Gift And Estate Taxes

Transfer taxes are excise taxes which are imposed when property is transferred to another person. The transfer can be during life (a gift) or on death (a bequest). The transfer taxes that most of us are familiar with are the gift tax and the estate tax.

The gift tax is imposed each calendar year on the transfer of property by gift made during that calendar year. There are exclusions from gift tax in the amount equal to $12k per person per calendar year. The marital deduction excludes an unlimited amount to your spouse. Any outright gift or transfer to a spouse qualifies for the marital deduction. The property will be included in the spouse’s taxable estate and will be subject to tax when the spouse dies. Gifts made to qualified charities are also deductible. Payments of tuition and medical expenses are excluded as long as they are paid directly to the institution.

There is also the unified credit against gift tax, which is $1 million (this credit takes into account all calendar years that gifts have been made).The gift tax rate is 45%.

The estate tax is imposed on the transfer of the taxable estate of every decedent who is a citizen or resident of the U.S. The unified credit against estate tax is currently $2 million. The estate tax rate is 45%.

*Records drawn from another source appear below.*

//! Host packet-filter access.
//!
//! The engine drives the filter table through the narrow [`FilterTable`]
//! contract so syncs can be exercised against an in-memory table in tests.
//! [`IptablesCmd`] is the production implementation, shelling out to the
//! `iptables` tool suite the same way the rest of the node agents drive
//! kernel state.

use anyhow::{bail, Context, Result};
use async_trait::async_trait;
use std::process::Stdio;
use tokio::{io::AsyncWriteExt, process::Command};

/// Mutation and dump primitives over the kernel filter table.
///
/// `restore` is the only operation that rewrites rules in bulk; it is atomic,
/// so a failed sync leaves the table in its pre-sync state.
#[async_trait]
pub trait FilterTable: Send + Sync {
    /// Dumps the current filter table in save format.
    async fn save(&self) -> Result<String>;

    /// Atomically replaces the filter table from a save-format payload.
    async fn restore(&self, payload: &str) -> Result<()>;

    /// Creates a chain, tolerating one that already exists.
    async fn ensure_chain(&self, chain: &str) -> Result<()>;

    async fn list_chains(&self) -> Result<Vec<String>>;

    /// Lists a chain's rules in spec (`-S`) format; the leading entries are
    /// the `-P`/`-N` declaration lines.
    async fn list_rules(&self, chain: &str) -> Result<Vec<String>>;

    async fn rule_exists(&self, chain: &str, args: &[String]) -> Result<bool>;

    /// Inserts a rule at a 1-indexed position.
    async fn insert_rule(&self, chain: &str, position: usize, args: &[String]) -> Result<()>;

    /// Appends a rule unless an identical one is already present.
    async fn append_unique(&self, chain: &str, args: &[String]) -> Result<()>;

    /// Deletes a rule by its 1-indexed number.
    async fn delete_rule(&self, chain: &str, number: usize) -> Result<()>;

    async fn flush_chain(&self, chain: &str) -> Result<()>;

    async fn delete_chain(&self, chain: &str) -> Result<()>;
}

/// Drives the host `iptables`, `iptables-save`, and `iptables-restore`
/// binaries.
#[derive(Clone, Debug, Default)]
pub struct IptablesCmd(());

impl IptablesCmd {
    pub fn new() -> Self {
        Self(())
    }

    async fn iptables(&self, args: &[&str]) -> Result<std::process::Output> {
        let output = Command::new("iptables")
            .arg("--wait")
            .args(["-t", "filter"])
            .args(args)
            .output()
            .await
            .with_context(|| format!("failed to run iptables {}", args.join(" ")))?;
        Ok(output)
    }

    async fn iptables_checked(&self, args: &[&str]) -> Result<()> {
        let output = self.iptables(args).await?;
        if !output.status.success() {
            bail!(
                "iptables {} failed: {}",
                args.join(" "),
                String::from_utf8_lossy(&output.stderr).trim()
            );
        }
        Ok(())
    }
}

#[async_trait]
impl FilterTable for IptablesCmd {
    async fn save(&self) -> Result<String> {
        let output = Command::new("iptables-save")
            .args(["-t", "filter"])
            .output()
            .await
            .context("failed to run iptables-save")?;
        if !output.status.success() {
            bail!(
                "iptables-save failed: {}",
                String::from_utf8_lossy(&output.stderr).trim()
            );
        }
        String::from_utf8(output.stdout).context("iptables-save produced invalid utf-8")
    }

    async fn restore(&self, payload: &str) -> Result<()> {
        let mut child = Command::new("iptables-restore")
            .arg("--wait")
            .stdin(Stdio::piped())
            .stdout(Stdio::null())
            .stderr(Stdio::piped())
            .spawn()
            .context("failed to spawn iptables-restore")?;
        child
            .stdin
            .take()
            .context("iptables-restore stdin was not captured")?
            .write_all(payload.as_bytes())
            .await
            .context("failed to write to iptables-restore")?;
        let output = child
            .wait_with_output()
            .await
            .context("failed to wait for iptables-restore")?;
        if !output.status.success() {
            bail!(
                "iptables-restore failed: {}",
                String::from_utf8_lossy(&output.stderr).trim()
            );
        }
        Ok(())
    }

    async fn ensure_chain(&self, chain: &str) -> Result<()> {
        let output = self.iptables(&["-N", chain]).await?;
        if output.status.success() {
            return Ok(());
        }
        let stderr = String::from_utf8_lossy(&output.stderr);
        if stderr.to_ascii_lowercase().contains("already exists") {
            return Ok(());
        }
        bail!("failed to create chain {}: {}", chain, stderr.trim());
    }

    async fn list_chains(&self) -> Result<Vec<String>> {
        let output = self.iptables(&["-S"]).await?;
        if !output.status.success() {
            bail!(
                "failed to list chains: {}",
                String::from_utf8_lossy(&output.stderr).trim()
            );
        }
        let stdout = String::from_utf8_lossy(&output.stdout);
        Ok(stdout
            .lines()
            .filter_map(|line| {
                let mut parts = line.split_whitespace();
                match parts.next() {
                    Some("-P") | Some("-N") => parts.next().map(ToString::to_string),
                    _ => None,
                }
            })
            .collect())
    }

    async fn list_rules(&self, chain: &str) -> Result<Vec<String>> {
        let output = self.iptables(&["-S", chain]).await?;
        if !output.status.success() {
            bail!(
                "failed to list rules in chain {}: {}",
                chain,
                String::from_utf8_lossy(&output.stderr).trim()
            );
        }
        let stdout = String::from_utf8_lossy(&output.stdout);
        Ok(stdout.lines().map(ToString::to_string).collect())
    }

    async fn rule_exists(&self, chain: &str, args: &[String]) -> Result<bool> {
        let mut full = vec!["-C", chain];
        full.extend(args.iter().map(String::as_str));
        let output = self.iptables(&full).await?;
        Ok(output.status.success())
    }

    async fn insert_rule(&self, chain: &str, position: usize, args: &[String]) -> Result<()> {
        let position = position.to_string();
        let mut full = vec!["-I", chain, position.as_str()];
        full.extend(args.iter().map(String::as_str));
        self.iptables_checked(&full).await
    }

    async fn append_unique(&self, chain: &str, args: &[String]) -> Result<()> {
        if self.rule_exists(chain, args).await? {
            return Ok(());
        }
        let mut full = vec!["-A", chain];
        full.extend(args.iter().map(String::as_str));
        self.iptables_checked(&full).await
    }

    async fn delete_rule(&self, chain: &str, number: usize) -> Result<()> {
        let number = number.to_string();
        self.iptables_checked(&["-D", chain, number.as_str()]).await
    }

    async fn flush_chain(&self, chain: &str) -> Result<()> {
        self.iptables_checked(&["-F", chain]).await
    }

    async fn delete_chain(&self, chain: &str) -> Result<()> {
        self.iptables_checked(&["-X", chain]).await
    }
}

The generation-skipping transfer tax is a tax which is imposed on transfers to individuals 2 or more generation below the transferor. This tax is in addition to the estate tax and the gift tax. The GST tax is a flat tax at the highest estate tax level (currently 45%). This tax was designed to prevent wealthy individuals from avoiding the imposition of the estate tax at each generational level by the use of trusts.

Right now there are many unknown factors in estate planning. The estate tax will be gradually phased out by 2010, a sunset provision in the law calls for everything to revert back to prior law on Jan 1, 2011 unless Congress acts to extend the estate tax repeal.
What will happen to the estate tax after 2010 is unclear, but many tax experts expect Congress to reinstate it in some form.